It's an SNMP scan... if I can get to your SNMPD I can find out all kinds
of goodies.. in fact I will probably know more about what is happening on
your machine than you do. If I can gets the "write" community string I
can take control of the box.
Carric Dooley CNE
COM2:Interactive Media
http://www.com2usa.com
"In theory, there is no difference between theory
and practice. But, in practice, there is. "
- Jan L.A. van de Snepscheut
Do your part for "Jam Echelon Day"!!
These are some of the key words (ref.
http://www.attrition.org/attrition/keywords.html):
Waihopai, INFOSEC, Information Security, Information Warfare, IW, IS,
Priavacy, Information Terrorism, Terrorism Defensive Information, Defense
Information Warfare, Offensive Information, Offensive Information Warfare,
National Information Infrastructure, InfoSec, Reno, Compsec, Computer
Terrorism, Firewalls, Secure Internet Connections, ISS, Passwords, DefCon V,
Hackers, Encryption, Espionage, USDOJ, NSA, CIA, S/Key, SSL, FBI, Secert
Service, USSS, Defcon, Military, White House, Undercover, NCCS, Mayfly, PGP,
PEM, RSA, Perl-RSA, MSNBC, bet, AOL, AOL TOS, CIS, CBOT, AIMSX, STARLAN,
3B2, BITNET, COSMOS, DATTA, E911, FCIC, HTCIA, IACIS, UT/RUS, JANET, JICC,
ReMOB, LEETAC, UTU, VNET, BRLO, BZ, CANSLO, CBNRC, CIDA, JAVA, Active X,
Compsec 97, LLC, DERA, Mavricks, Meta-hackers, ^?

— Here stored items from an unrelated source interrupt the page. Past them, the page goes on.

//! `RunnerOptions` and normalization: applying defaults, deriving the run
//! ID, and allocating the cancellation handle before a run starts.

use std::{
    path::Path,
    sync::Arc,
    time::SystemTime,
};

use fortio_aborter::Aborter;
use fortio_access_log::{
    AccessLogFormat,
    AccessLogger,
    FileAccessLogger,
};
use fortio_errors::RunnerError;

use crate::{
    id::generate_id,
    runnable::Runnable,
};

pub const DEFAULT_QPS: f64 = 8.0;
pub const DEFAULT_DURATION_SECS: f64 = 5.0;
pub const DEFAULT_NUM_THREADS: usize = 4;
pub const DEFAULT_RESOLUTION: f64 = 0.001;

/// Constructed by the caller, populated with `Runnable`s via
/// [`RunnerOptions::make_runners`], then consumed exactly once by
/// [`crate::PeriodicRunner::new`].
pub struct RunnerOptions {
    pub qps: f64,
    pub duration_secs: f64,
    pub exactly: i64,
    pub num_threads: usize,
    pub resolution: f64,
    pub offset_secs: f64,
    pub percentiles: Vec<f64>,
    pub jitter: bool,
    pub uniform: bool,
    pub no_catch_up: bool,
    pub run_id: i64,
    pub labels: String,
    pub access_logger: Option<Arc<dyn AccessLogger>>,
    pub stop: Option<Aborter>,
    pub runners: Vec<Option<Box<dyn Runnable + Send>>>,
}

impl Default for RunnerOptions {
    fn default() -> Self {
        Self {
            qps: 0.0,
            duration_secs: 0.0,
            exactly: 0,
            num_threads: 0,
            resolution: 0.0,
            offset_secs: 0.0,
            percentiles: Vec::new(),
            jitter: false,
            uniform: false,
            no_catch_up: false,
            run_id: 0,
            labels: String::new(),
            access_logger: None,
            stop: None,
            runners: Vec::new(),
        }
    }
}

impl RunnerOptions {
    pub fn new() -> Self {
        Self::default()
    }

    /// Convenience to clone one `Runnable` factory into every worker slot.
    /// Safe to call before `num_threads` is set explicitly - normalization
    /// will top the slice up to the (possibly defaulted) thread count.
    pub fn make_runners<F>(&mut self, count: usize, mut factory: F)
    where
        F: FnMut() -> Box<dyn Runnable + Send>,
    {
        self.runners = (0..count).map(|_| Some(factory())).collect();
    }

    pub fn add_access_logger(
        &mut self,
        path: impl AsRef<Path>,
        format: &str,
    ) -> Result<(), RunnerError> {
        let format = AccessLogFormat::parse(format)?;
        let logger = FileAccessLogger::new(path, format)?;
        self.access_logger = Some(Arc::new(logger));
        Ok(())
    }

    /// External cancellation; a no-op before `Stop` has been allocated (i.e.
    /// before `Run()`/normalization).
    pub fn abort(&self, wait: bool) {
        if let Some(stop) = &self.stop {
            stop.abort(wait);
        }
    }

    pub(crate) fn normalize(mut self, start_time: SystemTime) -> NormalizedOptions {
        if self.qps == 0.0 {
            self.qps = DEFAULT_QPS;
        }
        if self.duration_secs == 0.0 && self.exactly <= 0 {
            self.duration_secs = DEFAULT_DURATION_SECS;
        }
        if self.num_threads < 1 {
            self.num_threads = DEFAULT_NUM_THREADS;
        }
        if self.resolution <= 0.0 {
            self.resolution = DEFAULT_RESOLUTION;
        }
        if self.percentiles.is_empty() {
            self.percentiles = vec![50.0, 75.0, 90.0, 99.0, 99.9];
        }
        let stop = self.stop.take().unwrap_or_default();
        let id = generate_id(start_time, self.run_id, &self.labels);

        if self.runners.len() < self.num_threads {
            let needed = self.num_threads - self.runners.len();
            self.runners.extend((0..needed).map(|_| None));
        }
        let runners = self
            .runners
            .into_iter()
            .map(|slot| {
                slot.unwrap_or_else(|| {
                    fortio_errors::fatal("RunnerOptions::make_runners must populate every worker slot before Run()")
                })
            })
            .collect();

        NormalizedOptions {
            qps: self.qps,
            duration_secs: self.duration_secs,
            exactly: self.exactly,
            num_threads: self.num_threads,
            resolution: self.resolution,
            offset_secs: self.offset_secs,
            percentiles: self.percentiles,
            jitter: self.jitter,
            uniform: self.uniform,
            no_catch_up: self.no_catch_up,
            run_id: self.run_id,
            labels: self.labels,
            access_logger: self.access_logger,
            stop,
            id,
            runners,
        }
    }
}

/// The post-normalization view: defaults applied, `id` derived, `Stop`
/// allocated, `runners` fully populated. Owned by exactly one
/// `PeriodicRunner`.
pub struct NormalizedOptions {
    pub qps: f64,
    pub duration_secs: f64,
    pub exactly: i64,
    pub num_threads: usize,
    pub resolution: f64,
    pub offset_secs: f64,
    pub percentiles: Vec<f64>,
    pub jitter: bool,
    pub uniform: bool,
    pub no_catch_up: bool,
    pub run_id: i64,
    pub labels: String,
    pub access_logger: Option<Arc<dyn AccessLogger>>,
    pub stop: Aborter,
    pub id: String,
    pub runners: Vec<Box<dyn Runnable + Send>>,
}

#[cfg(test)]
mod tests {
    use super::*;
    use crate::runnable::NoopRunnable;

    #[test]
    fn normalize_applies_all_defaults() {
        let mut opts = RunnerOptions::new();
        opts.make_runners(1, || {
            Box::new(NoopRunnable {
                sleep: std::time::Duration::ZERO,
            })
        });
        let normalized = opts.normalize(SystemTime::now());
        assert_eq!(normalized.qps, DEFAULT_QPS);
        assert_eq!(normalized.duration_secs, DEFAULT_DURATION_SECS);
        assert_eq!(normalized.num_threads, DEFAULT_NUM_THREADS);
        assert_eq!(normalized.resolution, DEFAULT_RESOLUTION);
        assert_eq!(normalized.runners.len(), DEFAULT_NUM_THREADS);
        assert!(!normalized.id.is_empty());
    }

    #[test]
    fn exactly_set_suppresses_default_duration() {
        let mut opts = RunnerOptions::new();
        opts.exactly = 10;
        opts.num_threads = 2;
        opts.make_runners(2, || {
            Box::new(NoopRunnable {
                sleep: std::time::Duration::ZERO,
            })
        });
        let normalized = opts.normalize(SystemTime::now());
        assert_eq!(normalized.duration_secs, 0.0);
    }
}
//! Fixed-schema latency histogram (.2, C2).
//!
//! Bucket layout is "lowest-bucket offset + multiplicative schema": the
//! first [`LINEAR_BUCKETS`] buckets are linear width `resolution` starting at
//! `offset`, the remaining [`GEOMETRIC_BUCKETS`] grow geometrically so a
//! fixed-size histogram (no heap growth, no locks) can still usefully cover
//! several orders of magnitude of latency. `Record` is true O(1): the bucket
//! index is computed analytically, never by scanning boundaries.
//!
//! Any value `v` with `v - offset <= resolution` (in particular any negative
//! value when `offset <= 0`) lands in bucket 0. That's what makes the
//! sleep-time histogram's "how often did we fall behind schedule" check
//! (`buckets[0] / count`) meaningful: every negative (behind-schedule) sleep
//! bucket into index 0 by construction, no special-casing needed.

pub const LINEAR_BUCKETS: usize = 50;
pub const GEOMETRIC_BUCKETS: usize = 50;
pub const NUM_BUCKETS: usize = LINEAR_BUCKETS + GEOMETRIC_BUCKETS;
/// Upper edge of the last geometric bucket is `offset + linear_extent *
/// GEOMETRIC_RANGE_MULTIPLIER`, i.e. the histogram usefully covers six
/// orders of magnitude above its linear region before every sample above
/// that just piles into the last bucket.
const GEOMETRIC_RANGE_MULTIPLIER: f64 = 1_000_000.0;

#[derive(Clone, Debug)]
pub struct Histogram {
    offset: f64,
    resolution: f64,
    /// log(per-bucket growth ratio) in the geometric region, precomputed.
    log_geo_ratio: f64,
    linear_extent: f64,
    counts: [u64; NUM_BUCKETS],
    count: u64,
    sum: f64,
    sum_sq: f64,
    min: f64,
    max: f64,
}

/// An immutable snapshot suitable for percentile extraction and reporting.
#[derive(Clone, Debug)]
pub struct HistogramSnapshot {
    pub count: u64,
    pub sum: f64,
    pub min: f64,
    pub max: f64,
    pub buckets: Vec<BucketSnapshot>,
}

#[derive(Clone, Copy, Debug)]
pub struct BucketSnapshot {
    pub min: f64,
    pub max: f64,
    pub count: u64,
}

impl Histogram {
    /// `resolution` is a floor on bucket width; must be > 0.
    pub fn new(offset: f64, resolution: f64) -> Self {
        assert!(resolution > 0.0, "histogram resolution must be positive");
        let linear_extent = resolution * LINEAR_BUCKETS as f64;
        let log_geo_ratio = GEOMETRIC_RANGE_MULTIPLIER.ln() / GEOMETRIC_BUCKETS as f64;
        Self {
            offset,
            resolution,
            log_geo_ratio,
            linear_extent,
            counts: [0; NUM_BUCKETS],
            count: 0,
            sum: 0.0,
            sum_sq: 0.0,
            min: f64::INFINITY,
            max: f64::NEG_INFINITY,
        }
    }

    fn bucket_index(&self, v: f64) -> usize {
        let shifted = v - self.offset;
        if shifted <= self.resolution {
            return 0;
        }
        if shifted < self.linear_extent {
            let idx = (shifted / self.resolution).floor() as usize;
            return idx.min(LINEAR_BUCKETS - 1);
        }
        let over = shifted / self.linear_extent;
        let idx = LINEAR_BUCKETS + (over.ln() / self.log_geo_ratio).floor() as usize;
        idx.min(NUM_BUCKETS - 1)
    }

    fn bucket_max(&self, idx: usize) -> f64 {
        if idx < LINEAR_BUCKETS {
            self.offset + self.resolution * (idx as f64 + 1.0)
        } else {
            let geo_idx = (idx - LINEAR_BUCKETS + 1) as f64;
            self.offset + self.linear_extent * (self.log_geo_ratio * geo_idx).exp()
        }
    }

    fn bucket_min(&self, idx: usize) -> f64 {
        if idx == 0 {
            f64::NEG_INFINITY
        } else {
            self.bucket_max(idx - 1)
        }
    }

    /// Records one sample, in seconds (or whatever unit the caller is
    /// consistent about - the sleep histogram records seconds same as the
    /// duration histogram).
    pub fn record(&mut self, v: f64) {
        let idx = self.bucket_index(v);
        self.counts[idx] += 1;
        self.count += 1;
        self.sum += v;
        self.sum_sq += v * v;
        if v < self.min {
            self.min = v;
        }
        if v > self.max {
            self.max = v;
        }
    }

    pub fn count(&self) -> u64 {
        self.count
    }

    pub fn sum(&self) -> f64 {
        self.sum
    }

    pub fn avg(&self) -> f64 {
        if self.count == 0 {
            0.0
        } else {
            self.sum / self.count as f64
        }
    }

    /// Fraction of samples in bucket 0 - for the sleep-time histogram this is
    /// "how often did a thread fall behind schedule" (.5 completion).
    pub fn bucket_zero_fraction(&self) -> f64 {
        if self.count == 0 {
            0.0
        } else {
            self.counts[0] as f64 / self.count as f64
        }
    }

    /// Merges `other` into `self` and resets `other` to empty, preserving
    /// `other`'s bucket schema. Associative and commutative over the merged
    /// statistics (counts/sum/min/max all combine that way); transferring an
    /// empty histogram is a no-op.
    pub fn transfer(&mut self, other: &mut Histogram) {
        for i in 0..NUM_BUCKETS {
            self.counts[i] += other.counts[i];
        }
        self.count += other.count;
        self.sum += other.sum;
        self.sum_sq += other.sum_sq;
        if other.min < self.min {
            self.min = other.min;
        }
        if other.max > self.max {
            self.max = other.max;
        }
        other.counts = [0; NUM_BUCKETS];
        other.count = 0;
        other.sum = 0.0;
        other.sum_sq = 0.0;
        other.min = f64::INFINITY;
        other.max = f64::NEG_INFINITY;
    }

    pub fn export(&self) -> HistogramSnapshot {
        let buckets = (0..NUM_BUCKETS)
            .filter(|&i| self.counts[i] > 0)
            .map(|i| BucketSnapshot {
                min: self.bucket_min(i),
                max: self.bucket_max(i),
                count: self.counts[i],
            })
            .collect();
        HistogramSnapshot {
            count: self.count,
            sum: self.sum,
            min: if self.count == 0 { 0.0 } else { self.min },
            max: if self.count == 0 { 0.0 } else { self.max },
            buckets,
        }
    }
}

impl HistogramSnapshot {
    /// Interpolated percentiles, e.g. `calc_percentiles(&[50.0, 90.0, 99.0])`.
    /// Returns `(requested_percentile, interpolated_value)` pairs in input
    /// order. Empty snapshot yields all zeros.
    pub fn calc_percentiles(&self, percentiles: &[f64]) -> Vec<(f64, f64)> {
        if self.count == 0 {
            return percentiles.iter().map(|&p| (p, 0.0)).collect();
        }
        percentiles
            .iter()
            .map(|&p| (p, self.calc_percentile(p)))
            .collect()
    }

    fn calc_percentile(&self, p: f64) -> f64 {
        let target = (p / 100.0) * self.count as f64;
        let mut cumulative = 0u64;
        for b in &self.buckets {
            let next_cumulative = cumulative + b.count;
            if (next_cumulative as f64) >= target {
                let lo = if b.min.is_finite() { b.min } else { self.min };
                let hi = b.max;
                if b.count == 0 {
                    return hi;
                }
                let fraction = (target - cumulative as f64) / b.count as f64;
                return lo + fraction.clamp(0.0, 1.0) * (hi - lo);
            }
            cumulative = next_cumulative;
        }
        self.max
    }
}

#[cfg(test)]
mod tests {
    use super::*;

    #[test]
    fn record_and_count() {
        let mut h = Histogram::new(0.0, 0.001);
        for i in 0..100 {
            h.record(i as f64 * 0.001);
        }
        assert_eq!(h.count(), 100);
    }

    #[test]
    fn negative_values_bucket_into_zero() {
        let mut h = Histogram::new(0.0, 0.001);
        h.record(-5.0);
        h.record(-0.5);
        let snap = h.export();
        assert_eq!(snap.buckets[0].count, 2);
    }

    #[test]
    fn transfer_merges_and_empties_source() {
        let mut a = Histogram::new(0.0, 0.001);
        let mut b = Histogram::new(0.0, 0.001);
        for _ in 0..5 {
            a.record(0.01);
        }
        for _ in 0..7 {
            b.record(0.02);
        }
        a.transfer(&mut b);
        assert_eq!(a.count(), 12);
        assert_eq!(b.count(), 0);
        assert_eq!(b.export().buckets.len(), 0);
    }

    #[test]
    fn transfer_of_empty_is_noop() {
        let mut a = Histogram::new(0.0, 0.001);
        a.record(0.01);
        let mut empty = Histogram::new(0.0, 0.001);
        a.transfer(&mut empty);
        assert_eq!(a.count(), 1);
    }

    #[test]
    fn percentiles_are_monotonic_and_within_range() {
        let mut h = Histogram::new(0.0, 0.0001);
        for i in 1..=1000 {
            h.record(i as f64 * 0.0001);
        }
        let snap = h.export();
        let ps = snap.calc_percentiles(&[10.0, 50.0, 90.0, 99.0]);
        let mut last = 0.0;
        for (_, v) in &ps {
            assert!(*v >= last);
            last = *v;
        }
        assert!(ps.last().unwrap().1 <= snap.max + 1e-9);
    }

    #[test]
    fn clone_is_independent() {
        let mut h = Histogram::new(0.0, 0.001);
        h.record(0.01);
        let h2 = h.clone();
        h.record(0.02);
        assert_eq!(h2.count(), 1);
        assert_eq!(h.count(), 2);
    }
}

On Thu, 21 Oct 1999, Chiaki Ishikawa wrote:
> X-PMC-CI-e-mail-id: 11593
>
> I guess one of these days it is getting harder to keep track of what
> each port scan is doing.
> But, here it goes.
>
> Over the last few days, our DMZ hosts were scanned for UDP port 161 from multiple
>sites..
> My guess is some kind of trojan or something.
>
> Here it goes. Only a portion of the probe is listed.
>
> 1 packets: 203.97.101.36(20480) ->202.218.93.62(161), : Oct 16 09:40:23
> 1 packets: 203.97.101.36(20480) ->202.218.93.7(161), : Oct 16 09:40:30
> 1 packets: 203.97.101.36(20480) ->202.218.93.8(161), : Oct 16 09:40:30
> 1 packets: 203.97.101.36(20480) ->202.218.93.9(161), : Oct 16 09:40:30
> 1 packets: 209.46.83.2(61258) ->202.218.93.3(161), : Oct 20 18:59:45
> 1 packets: 209.46.83.2(62408) ->202.218.93.4(161), : Oct 20 19:45:04
> 1 packets: 209.46.83.2(63008) ->202.218.93.2(161), : Oct 20 18:14:08
>
>
> Does anyone know what this probe is?
>
> I might just want to label such port for potential known trojan name
> in our log summary.
>
> --
> Ishikawa, Chiaki [EMAIL PROTECTED] or
> (family name, given name) [EMAIL PROTECTED]
> Personal Media Corp. ** Remove .NoSpam at the end before use **
> Shinagawa, Tokyo, Japan 142-0051
>
>
> -
> [To unsubscribe, send mail to [EMAIL PROTECTED] with
> "unsubscribe firewalls" in the body of the message.]
>
-
[To unsubscribe, send mail to [EMAIL PROTECTED] with
"unsubscribe firewalls" in the body of the message.]